WASHINGTON (AP) — Six and half years later, nearly everything about the job market is different.
When the Great Recession hit in December 2007, 138.4 million people were working at U.S. businesses, nonprofits and government agencies. By February 2010, that figure had cratered to 129.7 million. Fifty-one months later, the economy is back to 138.5 million jobs, the government said Friday.
Yet consider what's changed.
FEWER WORKING OR SEEKING WORK
The economic storms of the past several years have driven many people to the sidelines. Just 62.8 percent of those 16 and older are part of the workforce, which includes people who either have a job or are looking for one. That's down from 66 percent in December 2007 and is the lowest level in 35 years.
Economists estimate that about half the decline is related to demographics: The leading edge of the baby boom generation has started to retire, a trend that will likely intensify in coming years. And Americans 24 and younger are more likely to be in school than they were 6½ years ago.
But much of the exodus has occurred because more Americans have become discouraged about their job prospects and have stopped looking. The government doesn't count people as unemployed if they aren't actively looking for work. Nearly 700,000 people were classified by the government as "discouraged" in May. That's far below the 1.3 million peak in December 2010. But it's still about twice the total when the recession began.
WHITHER THE PRIME-AGE WORKERS?
Economists are worried about an exodus among those ages 25-54. Those are prime working years, when employees typically start to reap the wage gains that come from greater skills and experience.
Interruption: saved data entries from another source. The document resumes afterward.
//! Statement executor.
//!
//! Takes an ordered operation sequence, renders each operation to SQL, and
//! runs the statements against the server in order. Server-side rejections
//! are recorded per statement; transport failures abort the run and surface
//! as errors. Reports and errors carry the redacted rendering (password
//! literals masked); tracing uses operation descriptions only.

use tracing::{info, warn};

use chrecon_client::SqlClient;

use crate::error::Error;
use crate::op::Operation;
use crate::sql::SqlRenderer;

/// Executor configuration.
#[derive(Debug, Clone)]
pub struct ExecutorConfig {
    /// Stop at the first statement the server rejects.
    pub fail_fast: bool,
}

impl Default for ExecutorConfig {
    fn default() -> Self {
        Self { fail_fast: true }
    }
}

/// One statement the server rejected.
#[derive(Debug, Clone, PartialEq, Eq)]
pub struct FailedStatement {
    /// Rejected statement text, with password literals redacted.
    pub statement: String,
    /// The server's error message.
    pub message: String,
}

/// Result of running an operation sequence.
#[derive(Debug, Clone, Default, PartialEq, Eq)]
pub struct Execution {
    /// SQL statements that were applied, in order, with password literals
    /// redacted.
    pub applied: Vec<String>,
    /// Statements the server rejected.
    pub failures: Vec<FailedStatement>,
}

impl Execution {
    /// Whether every statement was applied.
    pub fn is_clean(&self) -> bool {
        self.failures.is_empty()
    }

    /// Turn the first recorded failure into an error, keeping the applied
    /// list otherwise.
    pub fn into_result(self) -> Result<Vec<String>, Error> {
        match self.failures.into_iter().next() {
            Some(failure) => Err(Error::Execution {
                statement: failure.statement,
                message: failure.message,
            }),
            None => Ok(self.applied),
        }
    }
}

/// Runs rendered statements against the server, one at a time, in order.
pub struct Executor<'a, C: SqlClient> {
    client: &'a C,
    renderer: SqlRenderer,
    config: ExecutorConfig,
}

impl<'a, C: SqlClient> Executor<'a, C> {
    /// Create an executor with a renderer and configuration.
    pub fn new(client: &'a C, renderer: SqlRenderer, config: ExecutorConfig) -> Self {
        Self {
            client,
            renderer,
            config,
        }
    }

    /// Execute the operations in order. No retries: a rejected statement is
    /// recorded (and ends the run under `fail_fast`), while transport
    /// failures abort immediately since later statements may depend on
    /// earlier ones having been applied.
    pub async fn run(&self, operations: &[Operation]) -> Result<Execution, Error> {
        let mut execution = Execution::default();

        for op in operations {
            let description = op.describe();
            let sql = self.renderer.render(op);
            let redacted = self.renderer.render_redacted(op);

            match self.client.execute(&sql).await {
                Ok(_) => {
                    info!(operation = %description, "applied");
                    execution.applied.push(redacted);
                }
                Err(chrecon_client::Error::Server { code, message }) => {
                    warn!(operation = %description, code, %message, "server rejected statement");
                    execution.failures.push(FailedStatement {
                        statement: redacted,
                        message,
                    });
                    if self.config.fail_fast {
                        break;
                    }
                }
                Err(transport) => return Err(transport.into()),
            }
        }

        Ok(execution)
    }
}

#[cfg(test)]
mod tests {
    use super::*;
    use chrecon_client::{Error as ClientError, Row};
    use std::future::Future;
    use std::sync::Mutex;

    // Test double: records statements and fails the ones in `reject`.
    struct RecordingClient {
        statements: Mutex<Vec<String>>,
        reject: Vec<&'static str>,
        transport_failure: bool,
    }

    impl RecordingClient {
        fn new() -> Self {
            Self {
                statements: Mutex::new(Vec::new()),
                reject: Vec::new(),
                transport_failure: false,
            }
        }

        fn statements(&self) -> Vec<String> {
            self.statements.lock().unwrap().clone()
        }
    }

    impl SqlClient for RecordingClient {
        fn execute(
            &self,
            sql: &str,
        ) -> impl Future<Output = Result<Vec<Row>, ClientError>> + Send {
            let result = if self.transport_failure {
                Err(ClientError::Timeout)
            } else if self.reject.iter().any(|fragment| sql.contains(fragment)) {
                Err(ClientError::Server {
                    code: 497,
                    message: "not enough privileges".to_string(),
                })
            } else {
                self.statements.lock().unwrap().push(sql.to_string());
                Ok(Vec::new())
            };
            async move { result }
        }
    }

    fn ops() -> Vec<Operation> {
        vec![
            Operation::CreateRole {
                role: "reader_role".to_string(),
            },
            Operation::GrantRole {
                user: "app_user".to_string(),
                role: "reader_role".to_string(),
            },
        ]
    }

    #[tokio::test]
    async fn test_run_applies_in_order() {
        let client = RecordingClient::new();
        let executor = Executor::new(&client, SqlRenderer::new(), ExecutorConfig::default());

        let execution = executor.run(&ops()).await.unwrap();
        assert!(execution.is_clean());
        // The report lists the executed statements themselves, in order.
        assert_eq!(
            execution.applied,
            vec![
                "CREATE ROLE IF NOT EXISTS `reader_role`".to_string(),
                "GRANT `reader_role` TO `app_user`".to_string(),
            ]
        );
        assert_eq!(client.statements(), execution.applied);
    }

    #[tokio::test]
    async fn test_report_redacts_password_statements() {
        let client = RecordingClient::new();
        let executor = Executor::new(&client, SqlRenderer::new(), ExecutorConfig::default());

        let op = Operation::CreateUser {
            name: "app_user".to_string(),
            password_hash: Some("deadbeef".to_string()),
        };
        let execution = executor.run(std::slice::from_ref(&op)).await.unwrap();

        // The server sees the real hash; the report never does.
        assert_eq!(
            client.statements(),
            vec!["CREATE USER `app_user` IDENTIFIED WITH sha256_hash BY 'deadbeef'".to_string()]
        );
        assert_eq!(
            execution.applied,
            vec!["CREATE USER `app_user` IDENTIFIED WITH sha256_hash BY '********'".to_string()]
        );
    }

    #[tokio::test]
    async fn test_fail_fast_stops_after_rejection() {
        let mut client = RecordingClient::new();
        client.reject = vec!["CREATE ROLE"];
        let executor = Executor::new(&client, SqlRenderer::new(), ExecutorConfig::default());

        let execution = executor.run(&ops()).await.unwrap();
        assert_eq!(execution.applied.len(), 0);
        assert_eq!(execution.failures.len(), 1);
        // The dependent GRANT was never attempted.
        assert!(client.statements().is_empty());
    }

    #[tokio::test]
    async fn test_without_fail_fast_continues() {
        let mut client = RecordingClient::new();
        client.reject = vec!["CREATE ROLE"];
        let executor = Executor::new(
            &client,
            SqlRenderer::new(),
            ExecutorConfig { fail_fast: false },
        );

        let execution = executor.run(&ops()).await.unwrap();
        assert_eq!(execution.applied.len(), 1);
        assert_eq!(execution.failures.len(), 1);
    }

    #[tokio::test]
    async fn test_transport_failure_aborts() {
        let mut client = RecordingClient::new();
        client.transport_failure = true;
        let executor = Executor::new(&client, SqlRenderer::new(), ExecutorConfig::default());

        let err = executor.run(&ops()).await.unwrap_err();
        assert!(matches!(err, Error::Connection(ClientError::Timeout)));
    }

    #[tokio::test]
    async fn test_failure_statement_never_contains_hash() {
        let mut client = RecordingClient::new();
        client.reject = vec!["CREATE USER"];
        let executor = Executor::new(&client, SqlRenderer::new(), ExecutorConfig::default());

        let op = Operation::CreateUser {
            name: "app_user".to_string(),
            password_hash: Some("deadbeef".to_string()),
        };
        let execution = executor.run(std::slice::from_ref(&op)).await.unwrap();
        assert!(execution.failures[0].statement.contains("CREATE USER"));
        assert!(!execution.failures[0].statement.contains("deadbeef"));

        let err = execution.into_result().unwrap_err();
        assert!(err.to_string().contains("CREATE USER"));
        assert!(!err.to_string().contains("deadbeef"));
    }
}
Yet the percentage of those ages 25 to 54 in the workforce fell to 80.8 percent in May, down from 83.1 percent in December 2007. In October, the figure fell to 80.6 percent, the lowest since 1984, when women began entering the workforce in greater numbers.
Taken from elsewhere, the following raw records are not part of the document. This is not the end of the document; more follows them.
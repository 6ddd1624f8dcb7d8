//! Typed operations produced by the diff engine.
//!
//! Operations carry identifiers and payload only; rendering to SQL is a
//! separate step so tests can assert on structure instead of strings.

use crate::privilege::Privilege;
use crate::state::Scope;

/// One required change, ready to be rendered as a single SQL statement.
#[derive(Debug, Clone, PartialEq, Eq)]
pub enum Operation {
    /// Create a user, optionally with a password hash.
    CreateUser {
        /// User name.
        name: String,
        /// Opaque pre-hashed password.
        password_hash: Option<String>,
    },
    /// Replace a user's password hash.
    AlterUserPassword {
        /// User name.
        name: String,
        /// Opaque pre-hashed password.
        password_hash: String,
    },
    /// Apply a settings profile to a user.
    AlterUserProfile {
        /// User name.
        name: String,
        /// Profile name.
        profile: String,
    },
    /// Re-point a quota at a full apply-to list.
    AlterUserQuota {
        /// Quota name.
        quota: String,
        /// Complete new apply-to list.
        apply_to: Vec<String>,
    },
    /// Create a role if it does not exist.
    CreateRole {
        /// Role name.
        role: String,
    },
    /// Grant a role to a user.
    GrantRole {
        /// User name.
        user: String,
        /// Role name.
        role: String,
    },
    /// Revoke a role from a user.
    RevokeRole {
        /// User name.
        user: String,
        /// Role name.
        role: String,
    },
    /// Drop a user.
    DropUser {
        /// User name.
        name: String,
    },
    /// Grant privileges at a scope.
    Grant {
        /// Grantee (user or role).
        grantee: String,
        /// Privileges to grant, in canonical order.
        privileges: Vec<Privilege>,
        /// Scope the grant applies to.
        scope: Scope,
    },
    /// Revoke privileges at a scope.
    Revoke {
        /// Grantee (user or role).
        grantee: String,
        /// Privileges to revoke, in canonical order.
        privileges: Vec<Privilege>,
        /// Scope the revoke applies to.
        scope: Scope,
    },
}

impl Operation {
    /// Payload-free description, safe for logs (never includes a hash).
    pub fn describe(&self) -> String {
        match self {
            Operation::CreateUser { name, .. } => format!("create user '{}'", name),
            Operation::AlterUserPassword { name, .. } => {
                format!("alter password for '{}'", name)
            }
            Operation::AlterUserProfile { name, profile } => {
                format!("apply profile '{}' to '{}'", profile, name)
            }
            Operation::AlterUserQuota { quota, .. } => format!("re-point quota '{}'", quota),
            Operation::CreateRole { role } => format!("create role '{}'", role),
            Operation::GrantRole { user, role } => {
                format!("grant role '{}' to '{}'", role, user)
            }
            Operation::RevokeRole { user, role } => {
                format!("revoke role '{}' from '{}'", role, user)
            }
            Operation::DropUser { name } => format!("drop user '{}'", name),
            Operation::Grant {
                grantee, scope, ..
            } => format!("grant on {} to '{}'", scope, grantee),
            Operation::Revoke {
                grantee, scope, ..
            } => format!("revoke on {} from '{}'", scope, grantee),
        }
    }
}
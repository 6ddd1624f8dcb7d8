//! Privilege token model.
//!
//! Tokens are canonicalized to upper case (`dictGet` keeps its server
//! spelling) and validated against the set of grants the server actually
//! accepts, split by the level they apply at.

use crate::error::Error;
use serde::{Deserialize, Serialize};

/// Level a privilege applies at.
#[derive(Debug, Clone, Copy, PartialEq, Eq)]
pub enum PrivilegeLevel {
    /// Server-wide grants (KILL QUERY, CLUSTER, ...).
    System,
    /// Database-level grants (CREATE DATABASE, ...).
    Database,
    /// Table-level grants (SELECT, INSERT, ...).
    Table,
}

const SYSTEM_LEVEL: &[&str] = &[
    "CREATE FUNCTION",
    "DROP FUNCTION",
    "RELOAD DICTIONARY",
    "KILL QUERY",
    "MYSQL",
    "CLUSTER",
];

const DATABASE_LEVEL: &[&str] = &["CREATE DATABASE", "DROP DATABASE"];

const TABLE_LEVEL: &[&str] = &[
    "ALL",
    "SELECT",
    "SHOW",
    "dictGet",
    "INSERT",
    "UPDATE",
    "DELETE",
    "ALTER",
    "ALTER TABLE",
    "ALTER COLUMN",
    "ALTER CONSTRAINT",
    "ALTER INDEX",
    "ALTER VIEW",
    "ALTER TTL",
    "CREATE",
    "CREATE TABLE",
    "CREATE VIEW",
    "CREATE DICTIONARY",
    "DROP",
    "DROP TABLE",
    "DROP VIEW",
    "DROP DICTIONARY",
    "TRUNCATE",
    "OPTIMIZE",
];

/// A canonicalized privilege token.
#[derive(Debug, Clone, PartialEq, Eq, PartialOrd, Ord, Hash, Serialize, Deserialize)]
pub struct Privilege(String);

impl Privilege {
    /// Parse a spec-supplied token, rejecting anything the server would not
    /// accept as a grant.
    pub fn parse(token: &str) -> Result<Self, Error> {
        let canonical = canonicalize(token);
        let known = SYSTEM_LEVEL
            .iter()
            .chain(DATABASE_LEVEL)
            .chain(TABLE_LEVEL)
            .any(|t| *t == canonical);
        if !known {
            return Err(Error::Validation(format!(
                "'{}' is not an applicable grant",
                token
            )));
        }
        Ok(Privilege(canonical))
    }

    /// Canonicalize a token read back from the server without validating it;
    /// servers may report grants this engine does not manage.
    pub fn from_actual(token: &str) -> Self {
        Privilege(canonicalize(token))
    }

    /// The `ALL` token, which subsumes every other privilege at a scope.
    pub fn all() -> Self {
        Privilege("ALL".to_string())
    }

    /// Whether this is the `ALL` token.
    pub fn is_all(&self) -> bool {
        self.0 == "ALL"
    }

    /// Canonical token text.
    pub fn as_str(&self) -> &str {
        &self.0
    }

    /// The level this privilege applies at. Unmanaged tokens read back from
    /// the server default to table level.
    pub fn level(&self) -> PrivilegeLevel {
        if SYSTEM_LEVEL.contains(&self.0.as_str()) {
            PrivilegeLevel::System
        } else if DATABASE_LEVEL.contains(&self.0.as_str()) {
            PrivilegeLevel::Database
        } else {
            PrivilegeLevel::Table
        }
    }
}

impl std::fmt::Display for Privilege {
    fn fmt(&self, f: &mut std::fmt::Formatter<'_>) -> std::fmt::Result {
        write!(f, "{}", self.0)
    }
}

fn canonicalize(token: &str) -> String {
    let trimmed = token.trim();
    if trimmed.eq_ignore_ascii_case("dictGet") {
        return "dictGet".to_string();
    }
    trimmed.to_ascii_uppercase()
}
The biggest drivers of the decline, according to researchers at the Federal Reserve Bank of Atlanta: A jump in the number of people receiving government disability aid and an increase in those who have left the workforce for schooling or training.
WHEN WILL THEY RETURN?:
All this matters because it sets up a big question for the economy and the Federal Reserve: How many of those people will resume their job searches as the economy strengthens?
If many people flood back, it would likely keep wages low. But if most don't resume looking for work, pay could climb because of a shortage of qualified job-seekers. If sustained, widespread pay raises could fan inflation. That could eventually force the Fed to raise interest rates to prevent an inflationary spiral.
Some economists think retirements will offset the return of those who'd grown discouraged about the job market. That would leave the percentage of adults in the workforce largely unchanged.